Thoughts such as “I want to see my boyfriend beg after cheating on me” can drive you to commit actions such as revenge cheating. But here is what you should know. Though you’re hurt after being betrayed by the man you love, revenge cheating is something that can and will get the better of you. You have to do better than that and hold yourself together. 

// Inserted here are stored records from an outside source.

//! Per-step FAO-56 Penman-Monteith formulas ("Step by Step Calculation of
//! the Penman-Monteith Evapotranspiration", step/equation numbers noted).
//! All angles in radians.

use super::{SOLAR_CONSTANT, STEFAN_BOLTZMANN_CONSTANT};
use crate::error::EtoError;
use crate::units::c_to_k;
use std::f64::consts::PI;

const MIN_LAT_RAD: f64 = -PI / 2.0;
const MAX_LAT_RAD: f64 = PI / 2.0;

// Solar declination stays within +-23.5 degrees over the year.
const MIN_SOLDEC_RAD: f64 = -23.5 * PI / 180.0;
const MAX_SOLDEC_RAD: f64 = 23.5 * PI / 180.0;

const MIN_SHA_RAD: f64 = 0.0;
const MAX_SHA_RAD: f64 = PI;

pub fn check_day_of_year(doy: u16) -> Result<(), EtoError> {
    if (1..=366).contains(&doy) {
        return Ok(());
    }
    Err(EtoError::Domain { step: "day_of_year", value: doy as f64, min: 1.0, max: 366.0 })
}

fn check_latitude_rad(latitude: f64) -> Result<(), EtoError> {
    if (MIN_LAT_RAD..=MAX_LAT_RAD).contains(&latitude) {
        return Ok(());
    }
    Err(EtoError::Domain { step: "latitude_radians", value: latitude, min: MIN_LAT_RAD, max: MAX_LAT_RAD })
}

fn check_sol_dec_rad(sol_dec: f64) -> Result<(), EtoError> {
    if (MIN_SOLDEC_RAD..=MAX_SOLDEC_RAD).contains(&sol_dec) {
        return Ok(());
    }
    Err(EtoError::Domain { step: "solar_declination", value: sol_dec, min: MIN_SOLDEC_RAD, max: MAX_SOLDEC_RAD })
}

fn check_sunset_hour_angle_rad(sha: f64) -> Result<(), EtoError> {
    if (MIN_SHA_RAD..=MAX_SHA_RAD).contains(&sha) {
        return Ok(());
    }
    Err(EtoError::Domain { step: "sunset_hour_angle", value: sha, min: MIN_SHA_RAD, max: MAX_SHA_RAD })
}

/// Slope of the saturation vapour pressure curve at temperature `t` [deg C]
/// (step 4, eq. 9).
pub fn delta_svp(t: f64) -> f64 {
    let tmp = 4098.0 * (0.6108 * ((17.27 * t) / c_to_k(t)).exp());
    tmp / c_to_k(t).powi(2)
}

/// Atmospheric pressure [kPa] from elevation [m] (step 5, eq. 10).
pub fn atm_pressure(elevation: f64) -> f64 {
    ((293.0 - 0.0065 * elevation) / 293.0).powf(5.26) * 101.3
}

/// Psychrometric constant [kPa degC-1] (step 6, eq. 11).
pub fn psy_const(atmos_pres: f64) -> f64 {
    0.000665 * atmos_pres
}

/// Delta term DT, auxiliary for the radiation term (step 7, eq. 12).
pub fn delta_term(slope: f64, psycho: f64, u2: f64) -> f64 {
    slope / (slope + psycho * (1.0 + 0.34 * u2))
}

/// Psi term PT, auxiliary for the wind term (step 8, eq. 13).
pub fn psi_term(slope: f64, psycho: f64, u2: f64) -> f64 {
    psycho / (slope + psycho * (1.0 + 0.34 * u2))
}

/// Temperature term TT (step 9, eq. 14).
pub fn temperature_term(mean_temp: f64, u2: f64) -> f64 {
    (900.0 / (mean_temp + 273.0)) * u2
}

/// Saturation vapour pressure es [kPa] at temperature `t` [deg C]
/// (step 10, eq. 15-17).
pub fn svp_from_t(t: f64) -> f64 {
    0.6108 * ((17.27 * t) / c_to_k(t)).exp()
}

/// Actual vapour pressure from a saturation pressure and a relative humidity
/// fraction (step 11, eq. 19).
pub fn avp_from_rh(svp: f64, rh_fraction: f64) -> f64 {
    svp * rh_fraction
}

/// Inverse relative earth-sun distance dr (step 12, eq. 23).
pub fn inv_rel_dist_earth_sun(day_of_year: u16) -> Result<f64, EtoError> {
    check_day_of_year(day_of_year)?;
    Ok(1.0 + 0.033 * ((2.0 * PI / 365.0) * day_of_year as f64).cos())
}

/// Solar declination [radians] (step 12, eq. 24).
pub fn sol_dec(day_of_year: u16) -> Result<f64, EtoError> {
    check_day_of_year(day_of_year)?;
    Ok(0.409 * ((2.0 * PI / 365.0) * day_of_year as f64 - 1.39).sin())
}

/// Site latitude in radians (step 13, eq. 25).
pub fn latitude_rad(latitude_deg: f64) -> Result<f64, EtoError> {
    let phi = crate::units::deg2rad(latitude_deg);
    check_latitude_rad(phi)?;
    Ok(phi)
}

/// Sunset hour angle ws [radians] (step 14, eq. 26). The acos argument is
/// clamped to [-1, 1]: above 1 there is no sunset (24 h daylight), below -1
/// no sunrise.
pub fn sunset_hour_angle(latitude: f64, sol_dec: f64) -> Result<f64, EtoError> {
    check_latitude_rad(latitude)?;
    check_sol_dec_rad(sol_dec)?;
    let cos_sha = -latitude.tan() * sol_dec.tan();
    Ok(cos_sha.clamp(-1.0, 1.0).acos())
}

/// Daily extraterrestrial radiation Ra [MJ m-2 day-1] (step 15, eq. 27).
pub fn et_rad(latitude: f64, sol_dec: f64, sha: f64, ird: f64) -> Result<f64, EtoError> {
    check_latitude_rad(latitude)?;
    check_sol_dec_rad(sol_dec)?;
    check_sunset_hour_angle_rad(sha)?;

    let tmp1 = (24.0 * 60.0) / PI;
    let tmp2 = sha * latitude.sin() * sol_dec.sin();
    let tmp3 = latitude.cos() * sol_dec.cos() * sha.sin();
    Ok(tmp1 * SOLAR_CONSTANT * ird * (tmp2 + tmp3))
}

/// Clear sky radiation Rso [MJ m-2 day-1] (step 16, eq. 28).
pub fn cs_rad(elevation: f64, et_rad: f64) -> f64 {
    (0.00002 * elevation + 0.75) * et_rad
}

/// Net incoming shortwave radiation Rns [MJ m-2 day-1] (step 17, eq. 29).
pub fn net_in_sol_rad(sol_rad: f64, albedo: f64) -> f64 {
    (1.0 - albedo) * sol_rad
}

/// Net outgoing longwave radiation Rnl [MJ m-2 day-1] (step 18, eq. 30).
/// Stefan-Boltzmann corrected for humidity (actual vapour pressure) and
/// cloudiness (Rs/Rso); temperatures in Kelvin.
pub fn net_out_lw_rad(tmin_k: f64, tmax_k: f64, sol_rad: f64, cs_rad: f64, avp: f64) -> f64 {
    let tmp1 = STEFAN_BOLTZMANN_CONSTANT * ((tmax_k.powi(4) + tmin_k.powi(4)) / 2.0);
    let tmp2 = 0.34 - 0.14 * avp.sqrt();
    let tmp3 = 1.35 * (sol_rad / cs_rad) - 0.35;
    tmp1 * tmp2 * tmp3
}

/// Net radiation Rn = Rns - Rnl (step 19, eq. 31).
pub fn net_rad(net_solar: f64, lw_rad: f64) -> f64 {
    net_solar - lw_rad
}

/// Net radiation expressed as equivalent evaporation Rng [mm] (step 19, eq. 32).
pub fn net_rad_evap(net_rad: f64) -> f64 {
    net_rad * 0.408
}

/// Radiation term [mm day-1] (final step, eq. 33).
pub fn radiation_term(delta_term: f64, net_rad_evap: f64) -> f64 {
    delta_term * net_rad_evap
}

/// Wind term [mm day-1] (final step, eq. 34).
pub fn wind_term(psi_term: f64, temp_term: f64, mean_svp: f64, avp: f64) -> f64 {
    psi_term * temp_term * (mean_svp - avp)
}

/// Final ETo [mm day-1], rounded to one decimal (final step, eq. 35).
pub fn eto(rad_term: f64, wind_term: f64) -> f64 {
    round1(rad_term + wind_term)
}

pub fn round1(value: f64) -> f64 {
    (value * 10.0).round() / 10.0
}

  • It will make you suffer more: You might think this is a great way to make your cheating boyfriend suffer, but in the end, you will end up suffering the most 
  • Seek validation in healthier ways: Go to a speed dating event to get out there, take a trip with your friends, join a salsa class to feel sexier 
  • Do not try to get his attention: Sending rude messages to him or relaying incorrect information that you know will upset him through your friends — in your distressed state of mind, you might consider these the best ways to handle a lying, cheating boyfriend. But that will only make you two end up in a cat-and-mouse chase, simply running around in circles and messing with each other

Key Pointers

  • Express your disappointment to him in clear, concise terms instead of going on long, angry rants
  • When he keeps apologizing to you, do not give in too easily. Be willing to forgive, if you want to be, but not so soon
  • Create some distance between you two for a while and get some space from him. Block him on all socials too to preserve your peace of mind
  • Focus on building back your self-worth as cheating can take a toll on one’s image of oneself
  • While thinking about how to make a cheating boyfriend feel bad, try not to get into rebound relationships or date someone else, just to take revenge on him. This will only regress your own healing

How to make a cheating boyfriend feel bad? In a nutshell, to make this man feel terrible about his actions, you need to clearly indicate how he has made you feel instead of sounding desperate. He will understand you eventually. Try not to adopt the messier routes of revenge cheating, drunk texts, or blame shifting. 

Ultimately, don’t waste too much of your time in thinking of ways to make your cheating boyfriend feel guilty for what he did. It’s not worth it. His understanding of his errors might not heal your pain; that’s something you’ll have to do on your own. So focus real hard to rest yourself and heal from the situation to emerge healthier than before.

FAQs

1. Can cheating ruin a relationship?

It absolutely can. Cheating is something that instantly makes couples break up with each other and is something most people don’t heal from. One may even carry the scars from being cheated on into their next relationship, which can make them afraid to trust or be vulnerable with a new person. 

2. What to say to a boyfriend who hurt you?

Don’t give him the benefit of the doubt. Make it clear to him that he was wrong in cheating on you, in every aspect. Tell him that he has been disrespectful of you and the relationship and that you are aware of how much better you deserve.